START Records for the exercise

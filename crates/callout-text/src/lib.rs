#![forbid(unsafe_code)]

//! Text measurement for callout content.
//!
//! - [`WidthCache`] - LRU cache of display widths
//! - [`wrap`] - greedy word wrapping with a grapheme fallback for long words
//! - [`TextMeasurer`] - pixel sizes from font metrics, implementing
//!   [`Measure<str>`](callout_core::measure::Measure)
//!
//! Widths are Unicode display widths in cells; no shaping is done.

pub mod measure;
pub mod width_cache;
pub mod wrap;

pub use measure::{FontMetrics, TextMeasurer};
pub use width_cache::{CacheStats, DEFAULT_CACHE_CAPACITY, WidthCache};
pub use wrap::{display_width, wrap_lines};
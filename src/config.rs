use anyhow::{Context, Result};
use serde::Deserialize;
use std::env;
use std::str::FromStr;

#[derive(Debug, Clone, Deserialize)]
pub struct Config {
    pub server: ServerConfig,
    pub database: DatabaseConfig,
    pub api: ApiConfig,
}

#[derive(Debug, Clone, Deserialize)]
pub struct ServerConfig {
    pub port: u16,
    pub host: String,
}

#[derive(Debug, Clone, Deserialize)]
pub struct DatabaseConfig {
    pub url: String,
    pub max_connections: u32,
    pub min_connections: u32,
}

/// Paging defaults shared by every resource.
#[derive(Debug, Clone, Deserialize)]
pub struct ApiConfig {
    pub limit_per_page: usize,
    pub max_limit: usize,
}

impl Default for ApiConfig {
    fn default() -> Self {
        Self {
            limit_per_page: 20,
            max_limit: 1000,
        }
    }
}

impl Config {
    pub fn from_env() -> Result<Self> {
        dotenvy::dotenv().ok();
        Self::from_lookup(|key| env::var(key).ok())
    }

    /// Builds the configuration from an arbitrary key lookup.
    pub fn from_lookup<F>(lookup: F) -> Result<Self>
    where
        F: Fn(&str) -> Option<String>,
    {
        let defaults = ApiConfig::default();

        Ok(Self {
            server: ServerConfig {
                port: parse_or(&lookup, "PORT", 8000)?,
                host: lookup("HOST").unwrap_or_else(|| "0.0.0.0".to_string()),
            },
            database: DatabaseConfig {
                url: lookup("DATABASE_URL").context("DATABASE_URL must be set")?,
                max_connections: parse_or(&lookup, "DB_MAX_CONNECTIONS", 10)?,
                min_connections: parse_or(&lookup, "DB_MIN_CONNECTIONS", 1)?,
            },
            api: ApiConfig {
                limit_per_page: parse_or(&lookup, "API_LIMIT_PER_PAGE", defaults.limit_per_page)?,
                max_limit: parse_or(&lookup, "API_MAX_LIMIT", defaults.max_limit)?,
            },
        })
    }
}

fn parse_or<F, T>(lookup: &F, key: &str, default: T) -> Result<T>
where
    F: Fn(&str) -> Option<String>,
    T: FromStr,
    T::Err: std::error::Error + Send + Sync + 'static,
{
    match lookup(key) {
        Some(raw) => raw
            .trim()
            .parse()
            .with_context(|| format!("{key} has an invalid value: {raw:?}")),
        None => Ok(default),
    }
}
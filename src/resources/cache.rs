use std::time::Duration;

use bytes::Bytes;
use moka::future::Cache;

use crate::middleware::HttpMethod;

const MAX_ENTRIES: u64 = 10_000;

/// Rendered response bodies of one resource, expiring after a fixed TTL.
#[derive(Clone)]
pub struct ResponseCache {
    inner: Cache<String, Bytes>,
    ttl: Duration,
}

impl ResponseCache {
    pub fn new(ttl: Duration) -> Self {
        Self {
            inner: Cache::builder()
                .max_capacity(MAX_ENTRIES)
                .time_to_live(ttl)
                .build(),
            ttl,
        }
    }

    /// Key for one view of a resource; parameter order does not matter.
    ///
    /// Pairs are percent-encoded so a value holding `&` or `=` cannot read
    /// as extra parameters.
    pub fn key(resource: &str, view: &str, method: HttpMethod, params: &[(String, String)]) -> String {
        let mut params = params.to_vec();
        params.sort();
        let query = serde_urlencoded::to_string(&params).unwrap_or_else(|_| format!("{params:?}"));
        format!("{resource}:{view}:{method}:{query}")
    }

    pub async fn get(&self, key: &str) -> Option<Bytes> {
        self.inner.get(key).await
    }

    pub async fn insert(&self, key: String, body: Bytes) {
        self.inner.insert(key, body).await;
    }

    /// `Cache-Control` value for responses served under this cache.
    pub fn cache_control(&self) -> String {
        let secs = self.ttl.as_secs();
        format!("max-age={secs}, s-maxage={secs}")
    }
}
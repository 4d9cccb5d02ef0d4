use sqlx::postgres::PgPool;

pub async fn health_check(pool: &PgPool) -> Result<(), sqlx::Error> {
    sqlx::query("SELECT 1").fetch_one(pool).await?;
    Ok(())
}
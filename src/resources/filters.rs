//! Turns query parameters into post filters.
//!
//! A parameter is `<field>` or `<field>__<lookup>`. Parameters that do not
//! name one of the resource's fields are ignored; that is how `limit`,
//! `offset` and friends pass through untouched.

use crate::db::{Comparison, Condition, PostFilter, Scalar};
use crate::models::PostField;
use crate::types::{ApiError, ApiResult};

use super::ResourceDeclaration;

pub const LOOKUP_SEP: &str = "__";

fn comparison(lookup: &str) -> Option<Comparison> {
    let op = match lookup {
        "exact" => Comparison::Exact,
        "iexact" => Comparison::IExact,
        "contains" => Comparison::Contains,
        "icontains" => Comparison::IContains,
        "startswith" => Comparison::StartsWith,
        "istartswith" => Comparison::IStartsWith,
        "endswith" => Comparison::EndsWith,
        "iendswith" => Comparison::IEndsWith,
        "gt" => Comparison::Gt,
        "gte" => Comparison::Gte,
        "lt" => Comparison::Lt,
        "lte" => Comparison::Lte,
        _ => return None,
    };
    Some(op)
}

fn scalar(field: PostField, raw: &str) -> ApiResult<Scalar> {
    if field.is_integer() {
        raw.trim()
            .parse()
            .map(Scalar::Integer)
            .map_err(|_| ApiError::bad_request(format!("Invalid value '{raw}' for '{field}'.")))
    } else {
        Ok(Scalar::Text(raw.to_string()))
    }
}

fn is_null_literal(raw: &str) -> bool {
    matches!(raw.to_ascii_lowercase().as_str(), "none" | "nil")
}

fn condition(field: PostField, lookup: &str, raw: &str) -> ApiResult<Condition> {
    match lookup {
        "in" => {
            let values = if raw.is_empty() {
                Vec::new()
            } else {
                raw.split(',')
                    .map(|item| scalar(field, item))
                    .collect::<ApiResult<Vec<_>>>()?
            };
            Ok(Condition::In(values))
        }
        "isnull" => match raw.to_ascii_lowercase().as_str() {
            "true" => Ok(Condition::IsNull(true)),
            "false" => Ok(Condition::IsNull(false)),
            _ => Err(ApiError::bad_request(format!(
                "Invalid value '{raw}' for '{field}{LOOKUP_SEP}isnull'."
            ))),
        },
        "exact" if is_null_literal(raw) => Ok(Condition::IsNull(true)),
        _ => {
            let op = comparison(lookup).ok_or_else(|| {
                ApiError::bad_request(format!("Lookup '{lookup}' not allowed on '{field}'."))
            })?;
            let value = if op.is_pattern() || op.is_case_insensitive() {
                Scalar::Text(raw.to_string())
            } else {
                scalar(field, raw)?
            };
            Ok(Condition::Compare(op, value))
        }
    }
}

/// Builds the filters requested by `params` for `resource`.
pub fn build_filters(
    resource: &ResourceDeclaration,
    params: &[(String, String)],
) -> ApiResult<Vec<PostFilter>> {
    let mut filters = Vec::new();

    for (key, raw) in params {
        let mut bits = key.split(LOOKUP_SEP);
        let field = bits
            .next()
            .and_then(PostField::from_name)
            .filter(|field| resource.fields.contains(field));
        let Some(field) = field else {
            continue;
        };

        if !resource.filtering.contains(&field) {
            return Err(ApiError::bad_request(format!(
                "The '{field}' field does not allow filtering."
            )));
        }

        let lookup = bits.collect::<Vec<_>>().join(LOOKUP_SEP);
        let lookup = if lookup.is_empty() { "exact" } else { lookup.as_str() };

        filters.push(PostFilter {
            field,
            condition: condition(field, lookup, raw)?,
        });
    }

    Ok(filters)
}
//! `limit`/`offset` paging for list views.

use serde::Serialize;

use crate::config::ApiConfig;
use crate::types::{ApiError, ApiResult};

/// The window of a list view a request asked for.
#[derive(Debug, Clone, Copy, PartialEq, Eq)]
pub struct Page {
    pub limit: usize,
    pub offset: usize,
}

/// `meta` block of a list response.
#[derive(Debug, Clone, PartialEq, Eq, Serialize)]
pub struct PageMeta {
    pub limit: usize,
    pub offset: usize,
    pub total_count: usize,
    pub previous: Option<String>,
    pub next: Option<String>,
}

/// Last value of `key`, matching how repeated query parameters resolve.
fn last_param<'a>(params: &'a [(String, String)], key: &str) -> Option<&'a str> {
    params
        .iter()
        .rev()
        .find(|(k, _)| k == key)
        .map(|(_, v)| v.as_str())
}

impl Page {
    pub fn from_params(params: &[(String, String)], config: &ApiConfig) -> ApiResult<Self> {
        Ok(Self {
            limit: Self::limit(params, config)?,
            offset: Self::offset(params)?,
        })
    }

    fn limit(params: &[(String, String)], config: &ApiConfig) -> ApiResult<usize> {
        let limit = match last_param(params, "limit") {
            None => config.limit_per_page as i64,
            Some(raw) => raw.parse::<i64>().map_err(|_| {
                ApiError::bad_request(format!(
                    "Invalid limit '{raw}' provided. Please provide a positive integer."
                ))
            })?,
        };
        if limit < 0 {
            return Err(ApiError::bad_request(format!(
                "Invalid limit '{limit}' provided. Please provide a positive integer >= 0."
            )));
        }

        let limit = limit as usize;
        if config.max_limit > 0 && (limit == 0 || limit > config.max_limit) {
            return Ok(config.max_limit);
        }
        Ok(limit)
    }

    fn offset(params: &[(String, String)]) -> ApiResult<usize> {
        let Some(raw) = last_param(params, "offset") else {
            return Ok(0);
        };
        let offset = raw.parse::<i64>().map_err(|_| {
            ApiError::bad_request(format!("Invalid offset '{raw}' provided. Please provide an integer."))
        })?;
        if offset < 0 {
            return Err(ApiError::bad_request(format!(
                "Invalid offset '{offset}' provided. Please provide a positive integer >= 0."
            )));
        }
        Ok(offset as usize)
    }

    /// Builds the `meta` block, linking neighbouring pages under `list_uri`.
    pub fn meta(&self, total_count: usize, list_uri: &str, params: &[(String, String)]) -> PageMeta {
        let (previous, next) = if self.limit == 0 {
            (None, None)
        } else {
            let previous = self
                .offset
                .checked_sub(self.limit)
                .and_then(|offset| page_uri(list_uri, params, self.limit, offset));
            let next = if self.offset + self.limit >= total_count {
                None
            } else {
                page_uri(list_uri, params, self.limit, self.offset + self.limit)
            };
            (previous, next)
        };

        PageMeta {
            limit: self.limit,
            offset: self.offset,
            total_count,
            previous,
            next,
        }
    }
}

fn page_uri(list_uri: &str, params: &[(String, String)], limit: usize, offset: usize) -> Option<String> {
    let limit = limit.to_string();
    let offset = offset.to_string();
    let mut query: Vec<(&str, &str)> = params
        .iter()
        .filter(|(k, _)| k != "limit" && k != "offset")
        .map(|(k, v)| (k.as_str(), v.as_str()))
        .collect();
    query.push(("limit", &limit));
    query.push(("offset", &offset));

    serde_urlencoded::to_string(&query)
        .ok()
        .map(|query| format!("{list_uri}?{query}"))
}
use anyhow::{Context, Result};
use async_trait::async_trait;
use sqlx::postgres::{PgPool, PgPoolOptions};

use crate::config::DatabaseConfig;
use crate::models::Post;

pub use filter::*;
pub use operations::*;
pub use pool::*;

pub mod filter;
#[cfg(test)]
pub mod memory;
pub mod operations;
pub mod pool;

/// Read access to published posts.
///
/// Every method only ever sees rows whose status is published; results are
/// ordered by id.
#[async_trait]
pub trait PostStore: Send + Sync {
    async fn count_published(&self, filters: &[PostFilter]) -> Result<i64, sqlx::Error>;

    async fn list_published(
        &self,
        filters: &[PostFilter],
        limit: usize,
        offset: usize,
    ) -> Result<Vec<Post>, sqlx::Error>;

    async fn get_published(&self, id: i32) -> Result<Option<Post>, sqlx::Error>;

    async fn ping(&self) -> Result<(), sqlx::Error>;
}

pub async fn create_pool(config: &DatabaseConfig) -> Result<PgPool> {
    let pool = PgPoolOptions::new()
        .max_connections(config.max_connections)
        .min_connections(config.min_connections)
        .connect(&config.url)
        .await
        .context("Failed to connect to the database")?;

    // Test connection
    health_check(&pool)
        .await
        .context("Database did not answer the health check")?;

    Ok(pool)
}
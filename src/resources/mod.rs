//! Read-only post resources.
//!
//! A [`ResourceDeclaration`] binds the published-post source to a field
//! projection, an allowed-method list, a cache TTL and the fields it may be
//! filtered on. [`ListResource`] serves a declaration:
//! - `/<name>/` - paginated, filterable list
//! - `/<name>/{id}/` - single post
//!
//! Both routes sit behind [`cors_guard`], so only the allow-listed methods
//! ever reach the handlers below.

pub mod cache;
pub mod filters;
pub mod paginator;

use std::sync::Arc;
use std::time::Duration;

use axum::{
    extract::{Path, RawQuery, State},
    http::{header, StatusCode},
    middleware,
    response::{IntoResponse, Response},
    routing::any,
    Extension, Router,
};
use bytes::Bytes;
use serde::Serialize;
use serde_json::Value;
use tracing::debug;

use crate::config::ApiConfig;
use crate::db::PostStore;
use crate::middleware::{cors_guard, HttpMethod};
use crate::models::{Post, PostField};
use crate::types::{ApiError, ApiResult};

pub use cache::ResponseCache;
pub use filters::build_filters;
pub use paginator::{Page, PageMeta};

/// Static configuration of one resource.
#[derive(Debug)]
pub struct ResourceDeclaration {
    pub name: &'static str,
    pub fields: &'static [PostField],
    pub allowed_methods: &'static [HttpMethod],
    pub cache_ttl: Duration,
    /// Fields accepting every lookup.
    pub filtering: &'static [PostField],
}

/// Slug index used by the front-end router.
pub static APP_RESOURCE: ResourceDeclaration = ResourceDeclaration {
    name: "app",
    fields: &[PostField::KeywordsString, PostField::Slug, PostField::Title, PostField::Id],
    allowed_methods: &[HttpMethod::Get],
    cache_ttl: Duration::from_secs(100),
    filtering: &[PostField::Slug, PostField::Title],
};

/// Full post bodies.
pub static BLOG_RESOURCE: ResourceDeclaration = ResourceDeclaration {
    name: "blog",
    fields: &[
        PostField::KeywordsString,
        PostField::Slug,
        PostField::Title,
        PostField::Content,
        PostField::Description,
        PostField::Id,
    ],
    allowed_methods: &[HttpMethod::Get],
    cache_ttl: Duration::from_secs(10),
    filtering: &[],
};

pub static RESOURCES: [&ResourceDeclaration; 2] = [&APP_RESOURCE, &BLOG_RESOURCE];

/// Body of a list view.
#[derive(Debug, Serialize)]
pub struct ListResponse {
    pub meta: PageMeta,
    pub objects: Vec<Value>,
}

/// A declaration wired to a store and its own response cache.
#[derive(Clone)]
pub struct ListResource {
    declaration: &'static ResourceDeclaration,
    store: Arc<dyn PostStore>,
    cache: ResponseCache,
    api: ApiConfig,
}

impl ListResource {
    pub fn new(declaration: &'static ResourceDeclaration, store: Arc<dyn PostStore>, api: ApiConfig) -> Self {
        Self {
            declaration,
            store,
            cache: ResponseCache::new(declaration.cache_ttl),
            api,
        }
    }

    pub fn name(&self) -> &'static str {
        self.declaration.name
    }

    pub fn list_uri(&self) -> String {
        format!("/{}/", self.name())
    }

    pub fn detail_uri(&self, id: i32) -> String {
        format!("/{}/{}/", self.name(), id)
    }

    fn project(&self, post: &Post) -> Value {
        post.project(self.declaration.fields, self.detail_uri(post.id))
    }

    fn json_response(&self, body: Bytes) -> Response {
        let cache_control = self.cache.cache_control();
        (
            StatusCode::OK,
            [
                (header::CONTENT_TYPE, mime::APPLICATION_JSON.as_ref()),
                (header::CACHE_CONTROL, cache_control.as_str()),
                (header::VARY, "Accept"),
            ],
            body,
        )
            .into_response()
    }

    /// Routes for this resource, guarded by its allow-list.
    pub fn router(self) -> Router {
        let list_path = self.list_uri();
        let detail_path = format!("/{}/{{id}}/", self.name());

        Router::new()
            .route(&list_path, any(get_list))
            .route(&detail_path, any(get_detail))
            .route_layer(middleware::from_fn_with_state(
                self.declaration.allowed_methods,
                cors_guard,
            ))
            .with_state(self)
    }
}

fn parse_query(query: Option<&str>) -> ApiResult<Vec<(String, String)>> {
    serde_urlencoded::from_str(query.unwrap_or_default())
        .map_err(|e| ApiError::bad_request(format!("Invalid query string: {e}")))
}

async fn get_list(
    State(resource): State<ListResource>,
    Extension(method): Extension<HttpMethod>,
    RawQuery(query): RawQuery,
) -> ApiResult<Response> {
    let params = parse_query(query.as_deref())?;
    let key = ResponseCache::key(resource.name(), "list", method, &params);

    if let Some(body) = resource.cache.get(&key).await {
        debug!(resource = resource.name(), key = %key, "Serving list from cache");
        return Ok(resource.json_response(body));
    }

    let filters = build_filters(resource.declaration, &params)?;
    let page = Page::from_params(&params, &resource.api)?;

    let total = resource.store.count_published(&filters).await?;
    let posts = resource
        .store
        .list_published(&filters, page.limit, page.offset)
        .await?;

    let response = ListResponse {
        meta: page.meta(usize::try_from(total).unwrap_or_default(), &resource.list_uri(), &params),
        objects: posts.iter().map(|post| resource.project(post)).collect(),
    };
    let body = Bytes::from(serde_json::to_vec(&response)?);

    debug!(
        resource = resource.name(),
        total,
        returned = response.objects.len(),
        "Rendered list"
    );
    resource.cache.insert(key, body.clone()).await;
    Ok(resource.json_response(body))
}

async fn get_detail(
    State(resource): State<ListResource>,
    Extension(method): Extension<HttpMethod>,
    Path(id): Path<String>,
) -> ApiResult<Response> {
    let id: i32 = id.parse().map_err(|_| {
        ApiError::bad_request("Invalid resource lookup data provided (mismatched type).")
    })?;
    let key = ResponseCache::key(resource.name(), &format!("detail:{id}"), method, &[]);

    if let Some(body) = resource.cache.get(&key).await {
        debug!(resource = resource.name(), id, "Serving detail from cache");
        return Ok(resource.json_response(body));
    }

    let post = resource
        .store
        .get_published(id)
        .await?
        .ok_or(ApiError::NotFound)?;
    let body = Bytes::from(serde_json::to_vec(&resource.project(&post))?);

    resource.cache.insert(key, body.clone()).await;
    Ok(resource.json_response(body))
}

#[cfg(test)]
mod tests {
    use super::*;

    #[test]
    fn test_declarations() {
        assert_eq!(APP_RESOURCE.name, "app");
        assert_eq!(APP_RESOURCE.cache_ttl, Duration::from_secs(100));
        assert_eq!(BLOG_RESOURCE.name, "blog");
        assert_eq!(BLOG_RESOURCE.cache_ttl, Duration::from_secs(10));

        for resource in RESOURCES {
            assert_eq!(resource.allowed_methods, &[HttpMethod::Get]);
            assert!(resource
                .filtering
                .iter()
                .all(|field| resource.fields.contains(field)));
        }
    }

    #[test]
    fn test_blog_projects_superset_of_app() {
        assert!(APP_RESOURCE
            .fields
            .iter()
            .all(|field| BLOG_RESOURCE.fields.contains(field)));
        assert!(!APP_RESOURCE.fields.contains(&PostField::Content));
        assert!(BLOG_RESOURCE.fields.contains(&PostField::Description));
    }

    #[test]
    fn test_parse_query() {
        assert!(parse_query(None).unwrap().is_empty());
        assert_eq!(
            parse_query(Some("slug=a%20b&limit=2")).unwrap(),
            vec![
                ("slug".to_string(), "a b".to_string()),
                ("limit".to_string(), "2".to_string())
            ]
        );
    }
}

END Records for the exercise

◆ Work request
Beginning at the line above with "repository 4d9cccb5d02ef0d4" and finishing at the line with "let values = if", return each line exactly and return nothing else.

◆ Reply to the task
repository 4d9cccb5d02ef0d4
use sqlx::postgres::PgPool;

pub async fn health_check(pool: &PgPool) -> Result<(), sqlx::Error> {
    sqlx::query("SELECT 1").fetch_one(pool).await?;
    Ok(())
}
filename src/resources/filters.rs
//! Turns query parameters into post filters.
//!
//! A parameter is `<field>` or `<field>__<lookup>`. Parameters that do not
//! name one of the resource's fields are ignored; that is how `limit`,
//! `offset` and friends pass through untouched.

use crate::db::{Comparison, Condition, PostFilter, Scalar};
use crate::models::PostField;
use crate::types::{ApiError, ApiResult};

use super::ResourceDeclaration;

pub const LOOKUP_SEP: &str = "__";

fn comparison(lookup: &str) -> Option<Comparison> {
    let op = match lookup {
        "exact" => Comparison::Exact,
        "iexact" => Comparison::IExact,
        "contains" => Comparison::Contains,
        "icontains" => Comparison::IContains,
        "startswith" => Comparison::StartsWith,
        "istartswith" => Comparison::IStartsWith,
        "endswith" => Comparison::EndsWith,
        "iendswith" => Comparison::IEndsWith,
        "gt" => Comparison::Gt,
        "gte" => Comparison::Gte,
        "lt" => Comparison::Lt,
        "lte" => Comparison::Lte,
        _ => return None,
    };
    Some(op)
}

fn scalar(field: PostField, raw: &str) -> ApiResult<Scalar> {
    if field.is_integer() {
        raw.trim()
            .parse()
            .map(Scalar::Integer)
            .map_err(|_| ApiError::bad_request(format!("Invalid value '{raw}' for '{field}'.")))
    } else {
        Ok(Scalar::Text(raw.to_string()))
    }
}

fn is_null_literal(raw: &str) -> bool {
    matches!(raw.to_ascii_lowercase().as_str(), "none" | "nil")
}

fn condition(field: PostField, lookup: &str, raw: &str) -> ApiResult<Condition> {
    match lookup {
        "in" => {
            let values = if raw.is_empty() {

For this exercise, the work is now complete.